Hi Dan & Jen,
Greetings from Malta (you know, that itsy bitsy island in the middle of the Mediterranean Sea) hehe :).. thanks for all your videos. i really find them helpful. this is my first thread ever and to be completely honest i'm not sure you can help me, but thought i'd give it a try, so here it goes:
I'd met my ex when I was 16 and he was my first love. I had dated before, but this guy was different and i immediately fell for him. We spent 2 years together and at the time i'd really thought we'd be together forever. But it didn't work out because we were so different. we had nothing in common, not even friends or family (my parents didn't want me dating him). Anyway, we broke it off and a couple of months later, we both had different partners. I am really happy with my current boyfriend, whom I've been together with for 6 months now, though I still think about my ex - and it's not for the reason you would think. I have no regrets - I don't miss him romantically and I would never want to get back together with him, cause it was so obvious we just couldn't ever work out as a couple. I just wonder if he's doing well every now and then, cause a part of me will always love him i guess.
Despite this, I could never see myself looking towards a solid future with my ex because our lifestyles were completely different, but i do with my current boyfriend. I really love my boyfriend, i have no doubt about that, but something in my gut keeps reminding me that it's like i let myself fall in love with him.. you know, seeing the beauty in the little things he does and appreciating his imperfections. it's like i learnt to love him and be happy with him because everything is so sweet and simple with him, whereas with my ex, even though we loved each other so intensely, it was all drama and we would never be able to make it work in the real world.

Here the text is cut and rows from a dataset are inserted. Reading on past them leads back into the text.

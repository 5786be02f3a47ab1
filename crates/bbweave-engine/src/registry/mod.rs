//! # Tag Registry
//!
//! Maps lower-cased tag names to [`TagDefinition`]s. Every stage of the
//! pipeline consults it: the tokenizer to tell tags from text, the builder
//! for closure and child rules, the repair passes for block/inline
//! classification and the serializers for templates and line-break policy.
//!
//! A parse borrows the registry immutably for its whole duration; changing
//! tags needs `&mut`, so edits can only happen between calls.
//!
//! ```
//! use bbweave_engine::{TagDefinition, TagRegistry};
//!
//! let mut registry = TagRegistry::with_defaults();
//! let handle = registry.set("spoiler", TagDefinition::new().block().html_template("<details>{0}</details>"));
//! assert!(registry.contains("spoiler"));
//!
//! handle.remove(&mut registry);
//! assert!(!registry.contains("spoiler"));
//! ```

pub mod defaults;
pub mod matcher;

use std::borrow::Cow;
use std::collections::BTreeMap;
use std::fmt;
use std::sync::Arc;

use bbweave_syntax::Attrs;

use crate::options::QuoteType;
use crate::parsing::token::Token;

pub use matcher::{ElementMatcher, HtmlElement, TagClause, ValueClause};

/// Renders a parsed tag to markup: `(token, attributes, rendered content)`.
pub type HtmlCallback = Arc<dyn Fn(&Token, &Attrs, &str) -> String + Send + Sync>;
/// Renders a markup element to BBCode: `(element, converted content)`.
pub type FormatCallback = Arc<dyn Fn(&HtmlElement, &str) -> String + Send + Sync>;

/// BBCode → markup conversion for one tag.
#[derive(Clone)]
pub enum HtmlFormatter {
    /// `{0}` is the rendered content, `{name}` an escaped attribute and
    /// `{!name}` a raw attribute.
    Template(String),
    Callback(HtmlCallback),
}

impl fmt::Debug for HtmlFormatter {
    fn fmt(&self, f: &mut fmt::Formatter<'_>) -> fmt::Result {
        match self {
            HtmlFormatter::Template(t) => f.debug_tuple("Template").field(t).finish(),
            HtmlFormatter::Callback(_) => f.write_str("Callback(..)"),
        }
    }
}

/// Markup element → BBCode conversion for one tag.
#[derive(Clone)]
pub enum Formatter {
    /// `{0}` is the converted content.
    Template(String),
    Callback(FormatCallback),
}

impl Formatter {
    pub fn render(&self, element: &HtmlElement, content: &str) -> String {
        match self {
            Formatter::Template(template) => template.replace("{0}", content),
            Formatter::Callback(f) => f(element, content),
        }
    }
}

impl fmt::Debug for Formatter {
    fn fmt(&self, f: &mut fmt::Formatter<'_>) -> fmt::Result {
        match self {
            Formatter::Template(t) => f.debug_tuple("Template").field(t).finish(),
            Formatter::Callback(_) => f.write_str("Callback(..)"),
        }
    }
}

/// Everything the pipeline knows about one tag.
///
/// Fields are public; the chaining methods exist so the default set and
/// host code read as declarations.
#[derive(Debug, Clone)]
pub struct TagDefinition {
    pub is_inline: bool,
    /// Overrides `is_inline` when deciding root-level block wrapping in HTML.
    pub is_html_inline: Option<bool>,
    pub allows_empty: bool,
    pub is_self_closing: bool,
    /// The BBCode serializer never writes `[/name]`.
    pub exclude_closing: bool,
    /// Tag names (`/name` for close tags) that implicitly close this tag.
    pub closed_by: Option<Vec<String>>,
    /// Permitted child names; `#` is text and `#newline` a line break.
    pub allowed_children: Option<Vec<String>>,
    pub break_before: Option<bool>,
    pub break_start: Option<bool>,
    pub break_end: Option<bool>,
    pub break_after: Option<bool>,
    /// No placeholder `<br />` at the end of a block's HTML content.
    pub skip_last_line_break: bool,
    pub quote_type: Option<QuoteType>,
    /// Overrides the parser-wide strict matching for this tag's matcher.
    pub strict_match: Option<bool>,
    pub format: Option<Formatter>,
    pub html: Option<HtmlFormatter>,
    pub matcher: ElementMatcher,
}

impl Default for TagDefinition {
    fn default() -> Self {
        Self {
            is_inline: true,
            is_html_inline: None,
            allows_empty: false,
            is_self_closing: false,
            exclude_closing: false,
            closed_by: None,
            allowed_children: None,
            break_before: None,
            break_start: None,
            break_end: None,
            break_after: None,
            skip_last_line_break: false,
            quote_type: None,
            strict_match: None,
            format: None,
            html: None,
            matcher: ElementMatcher::default(),
        }
    }
}

fn owned_names(names: &[&str]) -> Vec<String> {
    names.iter().map(|n| n.to_lowercase()).collect()
}

impl TagDefinition {
    pub fn new() -> Self {
        Self::default()
    }

    pub fn block(mut self) -> Self {
        self.is_inline = false;
        self
    }

    pub fn html_inline(mut self, inline: bool) -> Self {
        self.is_html_inline = Some(inline);
        self
    }

    pub fn allows_empty(mut self) -> Self {
        self.allows_empty = true;
        self
    }

    pub fn self_closing(mut self) -> Self {
        self.is_self_closing = true;
        self
    }

    pub fn exclude_closing(mut self) -> Self {
        self.exclude_closing = true;
        self
    }

    pub fn closed_by(mut self, names: &[&str]) -> Self {
        self.closed_by = Some(owned_names(names));
        self
    }

    pub fn allowed_children(mut self, names: &[&str]) -> Self {
        self.allowed_children = Some(owned_names(names));
        self
    }

    pub fn break_before(mut self, on: bool) -> Self {
        self.break_before = Some(on);
        self
    }

    pub fn break_start(mut self, on: bool) -> Self {
        self.break_start = Some(on);
        self
    }

    pub fn break_end(mut self, on: bool) -> Self {
        self.break_end = Some(on);
        self
    }

    pub fn break_after(mut self, on: bool) -> Self {
        self.break_after = Some(on);
        self
    }

    pub fn skip_last_line_break(mut self) -> Self {
        self.skip_last_line_break = true;
        self
    }

    pub fn quote(mut self, quote_type: QuoteType) -> Self {
        self.quote_type = Some(quote_type);
        self
    }

    pub fn strict(mut self, strict: bool) -> Self {
        self.strict_match = Some(strict);
        self
    }

    pub fn html_template(mut self, template: impl Into<String>) -> Self {
        self.html = Some(HtmlFormatter::Template(template.into()));
        self
    }

    pub fn html_fn(
        mut self,
        f: impl Fn(&Token, &Attrs, &str) -> String + Send + Sync + 'static,
    ) -> Self {
        self.html = Some(HtmlFormatter::Callback(Arc::new(f)));
        self
    }

    pub fn format_template(mut self, template: impl Into<String>) -> Self {
        self.format = Some(Formatter::Template(template.into()));
        self
    }

    pub fn format_fn(
        mut self,
        f: impl Fn(&HtmlElement, &str) -> String + Send + Sync + 'static,
    ) -> Self {
        self.format = Some(Formatter::Callback(Arc::new(f)));
        self
    }

    pub fn matcher(mut self, matcher: ElementMatcher) -> Self {
        self.matcher = matcher;
        self
    }

    /// Whether `name` (a tag name, or `/name` for a close tag) closes this tag.
    pub fn is_closed_by(&self, name: &str) -> bool {
        self.closed_by
            .as_ref()
            .is_some_and(|names| names.iter().any(|n| n == name))
    }

    /// Whether a child named `name` may sit directly inside this tag.
    pub fn allows_child(&self, name: &str) -> bool {
        self.allowed_children
            .as_ref()
            .is_none_or(|names| names.iter().any(|n| n == name))
    }

    /// Inline-ness used for root-level HTML block wrapping.
    pub fn is_html_inline(&self) -> bool {
        self.is_html_inline.unwrap_or(self.is_inline)
    }
}

/// Removes the tag it was returned for.
#[derive(Debug, Clone, PartialEq, Eq)]
pub struct RemoveHandle(String);

impl RemoveHandle {
    pub fn name(&self) -> &str {
        &self.0
    }

    pub fn remove(self, registry: &mut TagRegistry) -> Option<TagDefinition> {
        registry.remove(&self.0)
    }
}

#[derive(Debug, Clone, Default)]
pub struct TagRegistry {
    tags: BTreeMap<String, TagDefinition>,
}

fn key(name: &str) -> Cow<'_, str> {
    if name.chars().any(char::is_uppercase) {
        Cow::Owned(name.to_lowercase())
    } else {
        Cow::Borrowed(name)
    }
}

impl TagRegistry {
    /// A registry with no tags; every bracket is plain text.
    pub fn new() -> Self {
        Self::default()
    }

    /// A registry holding the standard BBCode tag set.
    pub fn with_defaults() -> Self {
        let mut registry = Self::new();
        defaults::register(&mut registry);
        registry
    }

    pub fn get(&self, name: &str) -> Option<&TagDefinition> {
        self.tags.get(&*key(name))
    }

    pub fn get_mut(&mut self, name: &str) -> Option<&mut TagDefinition> {
        self.tags.get_mut(&*key(name))
    }

    pub fn contains(&self, name: &str) -> bool {
        self.get(name).is_some()
    }

    /// Insert or replace a tag.
    ///
    /// An existing definition is replaced whole, so fields not set on
    /// `definition` fall back to their defaults. Use [`TagRegistry::update`]
    /// to change some fields of a registered tag and keep the rest.
    pub fn set(&mut self, name: &str, definition: TagDefinition) -> RemoveHandle {
        let name = key(name).into_owned();
        self.tags.insert(name.clone(), definition);
        RemoveHandle(name)
    }

    /// Edit a tag in place, starting from the defaults if it does not exist.
    pub fn update(&mut self, name: &str, edit: impl FnOnce(&mut TagDefinition)) -> RemoveHandle {
        let name = key(name).into_owned();
        edit(self.tags.entry(name.clone()).or_default());
        RemoveHandle(name)
    }

    /// Move a definition to a new name, replacing anything already there.
    ///
    /// Templates and callbacks are kept as they are. Returns false when `old`
    /// is not registered.
    pub fn rename(&mut self, old: &str, new: &str) -> bool {
        match self.tags.remove(&*key(old)) {
            Some(definition) => {
                self.tags.insert(key(new).into_owned(), definition);
                true
            }
            None => false,
        }
    }

    pub fn remove(&mut self, name: &str) -> Option<TagDefinition> {
        self.tags.remove(&*key(name))
    }

    /// Registered names in sorted order.
    pub fn names(&self) -> impl Iterator<Item = &str> {
        self.tags.keys().map(String::as_str)
    }

    pub fn len(&self) -> usize {
        self.tags.len()
    }

    pub fn is_empty(&self) -> bool {
        self.tags.is_empty()
    }

    /// Unknown names count as inline.
    pub fn is_inline(&self, name: &str) -> bool {
        self.get(name).is_none_or(|def| def.is_inline)
    }

    /// Whether `child` may sit inside `parent`; unknown parents allow anything.
    pub fn allows_child(&self, parent: &str, child: &str) -> bool {
        self.get(parent).is_none_or(|def| def.allows_child(child))
    }

    /// Names of every tag whose matcher accepts `element`.
    ///
    /// `strict` applies to tags without their own `strict_match`.
    pub fn match_element(&self, element: &HtmlElement, strict: bool) -> Vec<&str> {
        self.tags
            .iter()
            .filter(|(_, def)| def.matcher.matches(element, def.strict_match.unwrap_or(strict)))
            .map(|(name, _)| name.as_str())
            .collect()
    }
}
use anyhow::{Context, Result, bail};
use bbweave_config::Config;
use bbweave_engine::{BbcodeParser, parsing::snapshot};
use std::{
    env,
    io::{self, Read, Write},
    path::PathBuf,
    process,
};

const USAGE: &str = "Usage: bbweave [--to html|fragment|bbcode|tree] [--preserve-newlines] [--config <path>] [file]";

#[derive(Debug, Clone, Copy, PartialEq, Eq, Default)]
enum Output {
    #[default]
    Html,
    Fragment,
    Bbcode,
    Tree,
}

impl Output {
    fn from_name(name: &str) -> Option<Self> {
        match name {
            "html" => Some(Output::Html),
            "fragment" => Some(Output::Fragment),
            "bbcode" => Some(Output::Bbcode),
            "tree" => Some(Output::Tree),
            _ => None,
        }
    }
}

#[derive(Debug, Default, PartialEq, Eq)]
struct Args {
    output: Output,
    preserve_newlines: bool,
    config: Option<PathBuf>,
    /// Read stdin when absent.
    input: Option<PathBuf>,
}

fn parse_args(args: impl IntoIterator<Item = String>) -> Result<Args> {
    let mut parsed = Args::default();
    let mut args = args.into_iter();
    while let Some(arg) = args.next() {
        match arg.as_str() {
            "--to" => {
                let name = args.next().context("--to needs a format")?;
                parsed.output = Output::from_name(&name)
                    .with_context(|| format!("unknown output format '{name}'"))?;
            }
            "--preserve-newlines" => parsed.preserve_newlines = true,
            "--config" => {
                let path = args.next().context("--config needs a path")?;
                parsed.config = Some(PathBuf::from(path));
            }
            flag if flag.starts_with("--") => bail!("unknown option '{flag}'"),
            _ if parsed.input.is_some() => bail!("only one input file can be given"),
            _ => parsed.input = Some(PathBuf::from(&arg)),
        }
    }
    Ok(parsed)
}

fn load_config(path: Option<&PathBuf>) -> Result<Config> {
    let Some(path) = path else {
        return Ok(Config::load()?.unwrap_or_default());
    };
    let path = Config::expand_path(path).unwrap_or_else(|| path.clone());
    Config::load_from_path(&path)?
        .with_context(|| format!("config file '{}' not found", path.display()))
}

fn convert(args: &Args, config: &Config, text: &str) -> Result<String> {
    let registry = config.registry()?;
    let parser = BbcodeParser::with_options(&registry, config.parser_options());
    let tree = parser.parse(text, args.preserve_newlines)?;
    log::debug!("parsed {} tokens", tree.len());

    Ok(match args.output {
        Output::Html => parser.render_html(&tree),
        Output::Fragment => parser.render_html_fragment(&tree),
        Output::Bbcode => parser.render_bbcode(&tree),
        Output::Tree => snapshot::dump(&tree),
    })
}

fn read_input(input: Option<&PathBuf>) -> Result<String> {
    match input {
        Some(path) => std::fs::read_to_string(path)
            .with_context(|| format!("failed to read '{}'", path.display())),
        None => {
            let mut text = String::new();
            io::stdin()
                .read_to_string(&mut text)
                .context("failed to read stdin")?;
            Ok(text)
        }
    }
}

fn main() -> Result<()> {
    env_logger::Builder::from_default_env()
        .filter_level(log::LevelFilter::Info)
        .init();

    let args = match parse_args(env::args().skip(1)) {
        Ok(args) => args,
        Err(e) => {
            eprintln!("Error: {e}");
            eprintln!("{USAGE}");
            process::exit(1);
        }
    };

    let config = load_config(args.config.as_ref())?;
    let text = read_input(args.input.as_ref())?;
    let output = convert(&args, &config, &text)?;

    io::stdout().write_all(output.as_bytes())?;
    Ok(())
}
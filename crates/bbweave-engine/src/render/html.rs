//! Token tree to HTML.
//!
//! At document level, runs of inline output are wrapped in `<div>` lines:
//! every top-level newline ends the current line, and block tags stand on
//! their own. An empty line is `<div><br /></div>`. Below the top level,
//! newlines become `<br />`.
//!
//! Block tags whose last child renders inline get a trailing `<br />` so a
//! final empty line inside them is not collapsed by the browser.

use crate::parsing::token::{Token, TokenId, TokenKind, TokenTree};
use crate::registry::{HtmlFormatter, TagDefinition, TagRegistry};
use crate::render::escape::{escape_entities, format_template};

const LINE_BREAK: &str = "<br />";

/// Render a whole document, wrapping top-level inline runs in `<div>`s.
pub fn to_html(tree: &TokenTree, registry: &TagRegistry) -> String {
    HtmlRenderer { tree, registry }.render_list(tree.roots(), true)
}

/// Render without the top-level line wrapping, for embedding in inline
/// context.
pub fn to_html_fragment(tree: &TokenTree, registry: &TagRegistry) -> String {
    HtmlRenderer { tree, registry }.render_list(tree.roots(), false)
}

/// Unknown tags and demoted content render inline.
fn html_inline(def: Option<&TagDefinition>) -> bool {
    def.is_none_or(TagDefinition::is_html_inline)
}

struct HtmlRenderer<'a> {
    tree: &'a TokenTree,
    registry: &'a TagRegistry,
}

impl HtmlRenderer<'_> {
    fn render_list(&self, ids: &[TokenId], is_root: bool) -> String {
        let mut out = String::new();
        let mut line_open = false;

        for (pos, &id) in ids.iter().enumerate() {
            let token = &self.tree[id];
            let (html, needs_line) = match token.kind {
                TokenKind::Open => (
                    self.render_tag(token),
                    is_root && html_inline(self.registry.get(&token.name)),
                ),
                TokenKind::Newline if !is_root => {
                    out.push_str(LINE_BREAK);
                    continue;
                }
                TokenKind::Newline => {
                    if !line_open {
                        out.push_str("<div>");
                    }
                    out.push_str(LINE_BREAK);
                    // A trailing break needs a second one to show up.
                    if pos + 1 == ids.len() {
                        out.push_str(LINE_BREAK);
                    }
                    out.push_str("</div>\n");
                    line_open = false;
                    continue;
                }
                TokenKind::Content | TokenKind::Close => (escape_entities(&token.raw), is_root),
            };

            if needs_line && !line_open {
                out.push_str("<div>");
                line_open = true;
            } else if !needs_line && line_open {
                out.push_str("</div>\n");
                line_open = false;
            }
            out.push_str(&html);
        }

        if line_open {
            out.push_str("</div>\n");
        }
        out
    }

    fn render_tag(&self, token: &Token) -> String {
        let mut content = self.render_list(&token.children, false);

        let Some((def, formatter)) = self
            .registry
            .get(&token.name)
            .and_then(|def| def.html.as_ref().map(|html| (def, html)))
        else {
            let closing = token
                .closing
                .map(|id| escape_entities(&self.tree[id].raw))
                .unwrap_or_default();
            return format!("{}{content}{closing}", escape_entities(&token.raw));
        };

        let last_is_inline = token
            .children
            .last()
            .is_none_or(|&last| html_inline(self.registry.get(&self.tree[last].name)));
        if !def.is_html_inline() && last_is_inline && !def.skip_last_line_break {
            content.push_str(LINE_BREAK);
        }

        match formatter {
            HtmlFormatter::Template(template) => format_template(template, |name| {
                if name == "0" {
                    Some(content.as_str())
                } else {
                    token.attrs.get(name)
                }
            }),
            HtmlFormatter::Callback(render) => render(token, &token.attrs, &content),
        }
    }
}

my sister and her husband are having marital problems, and i can understand why. they never had that kind of epic romance, that just takes your breath away. They were just comfortable together and learnt to love each other by being together. I really don't want to repeat her mistake. So what i'm asking i guess is, is it ok to let go and stop worrying about finding that intense love (or did that happen for the reason that he was my first love?), and just let myself be happy with this guy? or would i be just fooling myself and wasting his time? Cause it's as if my heart can't decide :( then i think about it and say.. my ex had my heart but not my mind, my dreams, my hopes while with my boyfriend it's like we have the perfect balance of everything - love, friends, family, we're both studying in college etc. (and he gives me butterflies, he really does :)) is it ok if i let myself be happy with my current boyfriend, even if maybe he's not 'the one' or should i settle for nothing less but that?